Last time I talked about how to determine if an employee is a “key employee” under the Family and Medical Leave Act. This time, we’re going to talk about the actual steps you need to take in order to invoke this exemption.
There are very specific, mandatory notice requirements that apply. 29 C.F.R. Section 825.219(a) requires an employer to notify the employee of the employee’s status as a “key employee,” that it may deny reinstatement following FMLA leave if it determines that substantial and grievous economic injury will occur, and the potential consequences with respect to the maintenance of health benefits. This requirement may be met by checking off the appropriate provision on the DOL’s model “Notice of Eligibility and Rights & Responsibilities,” WH-381. (Are you using the DOL’s model forms? If not, why not? They’re actually pretty good – and I have never seen an individualized employer-prepared form that was any better! In fact, most employer-prepared forms that I’ve seen have various problems. Big ones.)

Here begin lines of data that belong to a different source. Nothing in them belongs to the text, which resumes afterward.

use carrent_shared::ValidationError;
use carrent_shared::protocol::{Operation, Resource};
use thiserror::Error;

/// 前端统一错误类型
///
/// 网络相关的错误都带上资源名和操作名，方便定位是哪一次调用失败。
#[derive(Debug, Clone, PartialEq, Eq, Error)]
pub enum ClientError {
    /// 服务端返回非 2xx
    #[error("Không thể {} {}: HTTP {status}", .operation.label(), .resource.label())]
    RequestFailed {
        resource: Resource,
        operation: Operation,
        status: u16,
    },

    /// 请求没有到达服务端
    #[error("Lỗi kết nối khi {} {}: {message}", .operation.label(), .resource.label())]
    Transport {
        resource: Resource,
        operation: Operation,
        message: String,
    },

    /// 响应体无法解析
    #[error("Phản hồi không hợp lệ khi {} {}: {message}", .operation.label(), .resource.label())]
    Decode {
        resource: Resource,
        operation: Operation,
        message: String,
    },

    #[error("Email hoặc mật khẩu không đúng")]
    InvalidCredentials,

    #[error(transparent)]
    Validation(#[from] ValidationError),

    /// 在会话上下文之外访问会话
    #[error("Phiên đăng nhập chưa được khởi tạo")]
    NotInitialized,
}

impl ClientError {
    pub fn status(&self) -> Option<u16> {
        match self {
            ClientError::RequestFailed { status, .. } => Some(*status),
            _ => None,
        }
    }
}

pub type ClientResult<T> = std::result::Result<T, ClientError>;

#[cfg(test)]
mod tests {
    use super::*;

    #[test]
    fn test_request_failed_names_operation() {
        let err = ClientError::RequestFailed {
            resource: Resource::Customers,
            operation: Operation::Delete,
            status: 500,
        };
        assert_eq!(err.to_string(), "Không thể xóa khách hàng: HTTP 500");
        assert_eq!(err.status(), Some(500));
    }

    #[test]
    fn test_network_errors_are_localized() {
        let transport = ClientError::Transport {
            resource: Resource::Violations,
            operation: Operation::List,
            message: "NetworkError".into(),
        };
        assert_eq!(
            transport.to_string(),
            "Lỗi kết nối khi tải danh sách vi phạm: NetworkError"
        );

        let decode = ClientError::Decode {
            resource: Resource::Contracts,
            operation: Operation::Create,
            message: "expected value".into(),
        };
        assert_eq!(
            decode.to_string(),
            "Phản hồi không hợp lệ khi tạo hợp đồng: expected value"
        );
    }

    #[test]
    fn test_validation_is_transparent() {
        let err: ClientError = ValidationError::PasswordMismatch.into();
        assert_eq!(err.to_string(), "Mật khẩu không khớp");
        assert_eq!(err.status(), None);
    }
}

The employer should give this first notice as soon as it is able to determine that the employee is a key employee. Hopefully, this should happen when the employee gives notice of the need for leave, but may occur after the leave begins if the employer needs time to make that determination. Please note that if the employer fails to give timely notice, the employer will not be able to deny restoration – even if there is substantial and grievous economic injury!!!
In addition, 29 C.F.R. Section 825.219(b) requires an employer, once it has made a good faith determination that substantial and grievous economic injury will result if the employee is reinstated, to notify the employee of the following:
- the determination that substantial and grievous economic harm will result if the employee is reinstated;
- that it cannot deny FMLA leave;
- that it intends to deny restoration to employment on completion of the FMLA leave; and
- the basis for the finding that substantial and grievous economic injury will result. (This means the facts – something like, “We were required to fill your position because of ….[fill in] and we cannot afford to pay both you and your replacement to perform the same role.”)

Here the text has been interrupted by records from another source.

//! 表单弹窗
//!
//! 状态机：`Closed -> Open -> Submitting -> Closed`。
//! 提交无论成败都会离开 `Submitting`：成功则关闭，失败回到 `Open` 并保留草稿。
//! 弹窗本身不知道网络细节，保存动作由调用方注入。

use std::str::FromStr;

use async_trait::async_trait;
use carrent_shared::{EntityId, ValidationError};

use crate::cell::StateCell;
use crate::error::ClientResult;

/// 可在弹窗中编辑的草稿
pub trait FormDraft: Clone + Default {
    type Entity: Clone;
    /// 封闭的可编辑字段集合
    type Field: FromStr<Err = ValidationError> + Copy;
    type Patch;
    type New;

    fn from_entity(entity: &Self::Entity) -> Self;
    fn entity_id(entity: &Self::Entity) -> EntityId;

    /// 当前输入框中显示的值
    fn value(&self, field: Self::Field) -> String;
    fn set(&mut self, field: Self::Field, value: &str) -> Result<(), ValidationError>;
    fn validate(&self) -> Result<(), ValidationError>;

    /// 与原实体比较得到的改动；没有改动时为 `None`
    fn to_patch(&self, original: &Self::Entity) -> Option<Self::Patch>;
    fn to_new(&self) -> Result<Self::New, ValidationError>;

    /// 按字段名写入，未知字段名被拒绝
    fn set_field(&mut self, name: &str, value: &str) -> Result<(), ValidationError> {
        let field = name.parse::<Self::Field>()?;
        self.set(field, value)
    }
}

/// 支持新建的草稿
pub trait CreatableDraft: FormDraft {}

#[derive(Debug, Clone, PartialEq, Eq)]
pub enum ModalMode {
    Create,
    Edit(EntityId),
}

#[derive(Debug, Clone, Copy, PartialEq, Eq, Default)]
pub enum ModalState {
    #[default]
    Closed,
    Open,
    Submitting,
}

/// 交给保存回调的请求
#[derive(Debug, Clone, PartialEq)]
pub enum SaveRequest<N, P> {
    Create(N),
    Update { id: EntityId, patch: P },
}

pub type SaveOf<D> = SaveRequest<<D as FormDraft>::New, <D as FormDraft>::Patch>;

#[derive(Debug, Clone)]
pub struct FormModal<D: FormDraft> {
    state: ModalState,
    mode: ModalMode,
    draft: D,
    original: Option<D::Entity>,
}

impl<D: FormDraft> Default for FormModal<D> {
    fn default() -> Self {
        Self {
            state: ModalState::Closed,
            mode: ModalMode::Create,
            draft: D::default(),
            original: None,
        }
    }
}

impl<D: FormDraft> FormModal<D> {
    pub fn new() -> Self {
        Self::default()
    }

    pub fn state(&self) -> ModalState {
        self.state
    }

    pub fn mode(&self) -> &ModalMode {
        &self.mode
    }

    pub fn draft(&self) -> &D {
        &self.draft
    }

    pub fn is_open(&self) -> bool {
        self.state != ModalState::Closed
    }

    pub fn is_submitting(&self) -> bool {
        self.state == ModalState::Submitting
    }

    pub fn value(&self, field: D::Field) -> String {
        self.draft.value(field)
    }

    /// 以空草稿打开
    pub fn open_create(&mut self)
    where
        D: CreatableDraft,
    {
        self.mode = ModalMode::Create;
        self.draft = D::default();
        self.original = None;
        self.state = ModalState::Open;
    }

    /// 绑定到一个实体并打开；切换实体时草稿被完全替换
    pub fn open_edit(&mut self, entity: &D::Entity) {
        self.mode = ModalMode::Edit(D::entity_id(entity));
        self.draft = D::from_entity(entity);
        self.original = Some(entity.clone());
        self.state = ModalState::Open;
    }

    pub fn close(&mut self) {
        self.state = ModalState::Closed;
        self.mode = ModalMode::Create;
        self.draft = D::default();
        self.original = None;
    }

    /// 修改一个字段；提交过程中输入被忽略
    pub fn set_field(&mut self, name: &str, value: &str) -> Result<(), ValidationError> {
        if self.state != ModalState::Open {
            return Ok(());
        }
        self.draft.set_field(name, value)
    }

    /// 校验并进入 `Submitting`
    ///
    /// 返回 `Ok(None)` 表示无需保存：弹窗未打开，或编辑时没有任何改动（此时直接关闭）。
    pub fn begin_submit(&mut self) -> Result<Option<SaveOf<D>>, ValidationError> {
        if self.state != ModalState::Open {
            return Ok(None);
        }
        self.draft.validate()?;

        let request = match self.mode.clone() {
            ModalMode::Create => SaveRequest::Create(self.draft.to_new()?),
            ModalMode::Edit(id) => {
                let patch = self
                    .original
                    .as_ref()
                    .and_then(|original| self.draft.to_patch(original));
                match patch {
                    Some(patch) => SaveRequest::Update { id, patch },
                    None => {
                        tracing::debug!(%id, "no changes, closing form");
                        self.close();
                        return Ok(None);
                    }
                }
            }
        };

        self.state = ModalState::Submitting;
        Ok(Some(request))
    }

    /// 结束提交：成功关闭，失败回到 `Open`，错误原样交还调用方
    pub fn finish_submit(&mut self, result: ClientResult<()>) -> ClientResult<()> {
        if self.state != ModalState::Submitting {
            return result;
        }
        match result {
            Ok(()) => {
                self.close();
                Ok(())
            }
            Err(e) => {
                tracing::warn!(error = %e, "save failed");
                self.state = ModalState::Open;
                Err(e)
            }
        }
    }
}

// =========================================================
// 保存
// =========================================================

/// 保存目标：把弹窗产生的请求发给对应资源
#[async_trait(?Send)]
pub trait SaveSink<D: FormDraft> {
    async fn save(&self, request: SaveOf<D>) -> ClientResult<()>;
}

/// 完整的提交流程：校验、保存、结束提交
///
/// 返回是否执行了保存。校验失败以 `ClientError::Validation` 返回，弹窗保持打开；
/// 保存失败时弹窗回到 `Open`，错误原样返回。
pub async fn submit<D, H, S>(modal: &H, sink: &S) -> ClientResult<bool>
where
    D: FormDraft,
    H: StateCell<FormModal<D>> + ?Sized,
    S: SaveSink<D> + ?Sized,
{
    let Some(request) = modal
        .update_state(FormModal::begin_submit)
        .transpose()?
        .flatten()
    else {
        return Ok(false);
    };
    let result = sink.save(request).await;
    // 弹窗已被销毁时结果无处可交
    modal
        .update_state(|m| m.finish_submit(result))
        .map_or(Ok(false), |outcome| outcome.map(|()| true))
}

#[cfg(test)]
mod tests {
    use super::*;
    use crate::api::RentalApi;
    use crate::draft::{CustomerDraft, ViolationDraft};
    use crate::error::ClientError;
    use crate::request::{HttpMethod, MockHttpClient};
    use carrent_shared::protocol::{Operation, Resource};
    use carrent_shared::{Customer, CustomerPatch, Violation};
    use serde_json::json;
    use std::cell::RefCell;

    fn customer(id: &str, name: &str) -> Customer {
        Customer {
            id: id.into(),
            name: name.into(),
            phone: format!("phone-{}", id),
            ..Default::default()
        }
    }

    #[test]
    fn test_switching_entity_reinitializes_draft() {
        let mut modal = FormModal::<CustomerDraft>::new();
        let a = customer("1", "A");
        let b = customer("2", "B");

        modal.open_edit(&a);
        modal.set_field("name", "edited").unwrap();
        modal.open_edit(&b);
        assert_eq!(modal.draft(), &CustomerDraft::from_entity(&b));
        assert_eq!(modal.mode(), &ModalMode::Edit("2".into()));

        modal.close();
        assert!(!modal.is_open());
        assert_eq!(modal.draft(), &CustomerDraft::default());
    }

    #[test]
    fn test_edit_then_create_starts_empty() {
        let mut modal = FormModal::<ViolationDraft>::new();
        let v = Violation {
            id: "5".into(),
            name: "Trễ hạn".into(),
            price: 100,
            ..Default::default()
        };
        modal.open_edit(&v);
        modal.open_create();
        assert_eq!(modal.draft(), &ViolationDraft::default());
        assert_eq!(modal.mode(), &ModalMode::Create);
    }

    #[test]
    fn test_validation_failure_stays_open() {
        let mut modal = FormModal::<ViolationDraft>::new();
        modal.open_create();
        assert_eq!(
            modal.begin_submit(),
            Err(ValidationError::Required("tên vi phạm"))
        );
        assert_eq!(modal.state(), ModalState::Open);
    }

    #[test]
    fn test_unchanged_edit_closes_without_request() {
        let mut modal = FormModal::<CustomerDraft>::new();
        modal.open_edit(&customer("1", "A"));
        assert_eq!(modal.begin_submit(), Ok(None));
        assert_eq!(modal.state(), ModalState::Closed);
    }

    fn editing(entity: &Customer, name: &str) -> RefCell<FormModal<CustomerDraft>> {
        let mut modal = FormModal::<CustomerDraft>::new();
        modal.open_edit(entity);
        modal.set_field("name", name).unwrap();
        RefCell::new(modal)
    }

    #[tokio::test]
    async fn test_failed_save_returns_to_open() {
        let api = RentalApi::new(MockHttpClient::new(), "http://api.test");
        api.client().mock_response(
            HttpMethod::Patch,
            "http://api.test/customers/1",
            500,
            json!({ "message": "boom" }),
        );
        let modal = editing(&customer("1", "A"), "A2");

        let result = submit(&modal, &api.customers()).await;

        assert_eq!(
            result,
            Err(ClientError::RequestFailed {
                resource: Resource::Customers,
                operation: Operation::Update,
                status: 500,
            })
        );
        let modal = modal.into_inner();
        assert_eq!(modal.state(), ModalState::Open);
        assert_eq!(modal.draft().name, "A2");
    }

    #[tokio::test]
    async fn test_invalid_draft_is_not_sent() {
        let api = RentalApi::new(MockHttpClient::new(), "http://api.test");
        let modal = editing(&customer("1", "A"), "  ");

        assert_eq!(
            submit(&modal, &api.customers()).await,
            Err(ClientError::Validation(ValidationError::Required("họ tên")))
        );
        assert!(api.client().requests().is_empty());
        assert_eq!(modal.borrow().state(), ModalState::Open);
    }

    #[tokio::test]
    async fn test_create_posts_new_violation() {
        let api = RentalApi::new(MockHttpClient::new(), "http://api.test");
        api.client().mock_response(
            HttpMethod::Post,
            "http://api.test/violations",
            201,
            json!({ "id": 9, "name": "Quá tốc độ", "price": 500000 }),
        );
        let mut modal = FormModal::<ViolationDraft>::new();
        modal.open_create();
        modal.set_field("name", "Quá tốc độ").unwrap();
        modal.set_field("price", "500000").unwrap();
        let modal = RefCell::new(modal);

        assert_eq!(submit(&modal, &api.violations()).await, Ok(true));
        assert_eq!(modal.borrow().state(), ModalState::Closed);
        assert_eq!(
            api.client().request_lines(),
            vec!["POST http://api.test/violations"]
        );
        assert_eq!(api.client().requests()[0].body_json()["price"], 500000);
    }

    #[tokio::test]
    async fn test_successful_save_sends_patch_and_closes() {
        let api = RentalApi::new(MockHttpClient::new(), "http://api.test");
        api.client().mock_response(
            HttpMethod::Patch,
            "http://api.test/customers/1",
            200,
            json!({ "id": 1, "name": "A2" }),
        );

        let modal = editing(&customer("1", "A"), "A2");

        assert_eq!(submit(&modal, &api.customers()).await, Ok(true));
        assert_eq!(modal.borrow().state(), ModalState::Closed);
        let sent = &api.client().requests()[0];
        assert_eq!(sent.body_json(), json!({ "name": "A2" }));
        assert_eq!(
            serde_json::from_value::<CustomerPatch>(sent.body_json()).unwrap().name,
            Some("A2".to_string())
        );
    }

    #[test]
    fn test_input_ignored_while_submitting() {
        let mut modal = FormModal::<ViolationDraft>::new();
        modal.open_create();
        modal.set_field("name", "Quá tốc độ").unwrap();
        let request = modal.begin_submit().unwrap();
        assert!(matches!(request, Some(SaveRequest::Create(_))));
        assert!(modal.is_submitting());

        modal.set_field("name", "other").unwrap();
        assert_eq!(modal.draft().name, "Quá tốc độ");

        assert_eq!(modal.finish_submit(Ok(())), Ok(()));
        assert_eq!(modal.state(), ModalState::Closed);
    }
}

In addition, at least one case found that the employer must also specifically inform the employee that he has the right to request restoration at the end of leave. So this may as well be included.
If leave has commenced, the employer must also provide the employee, in this second written notice, a reasonable time in which to return to work, taking into account circumstances such as the length of the leave and the urgency of the need for the employee to return to work.
This second notice must be provided either in person or by certified mail. The failure to provide the second notice constitutes a violation of FMLA, and an employer cannot rely upon the “key employee” exemption if this notice is not given. Meaning that the employee must be reinstated. Regardless of any injury.
There is one more potential notice, required by 29 C.F.R. Section 825.219(d). As I mentioned in the last blog posting, the “substantial and grievous economic injury” analysis has to be performed when the key employee requests FMLA leave, but also if and when the key employee requests restoration at the end of the leave. If restoration is sought, and the employer determines that the substantial and grievous injury will occur, then the employer must notify the employee, in writing, of the denial of restoration. And this written denial must be provided in person or by certified mail.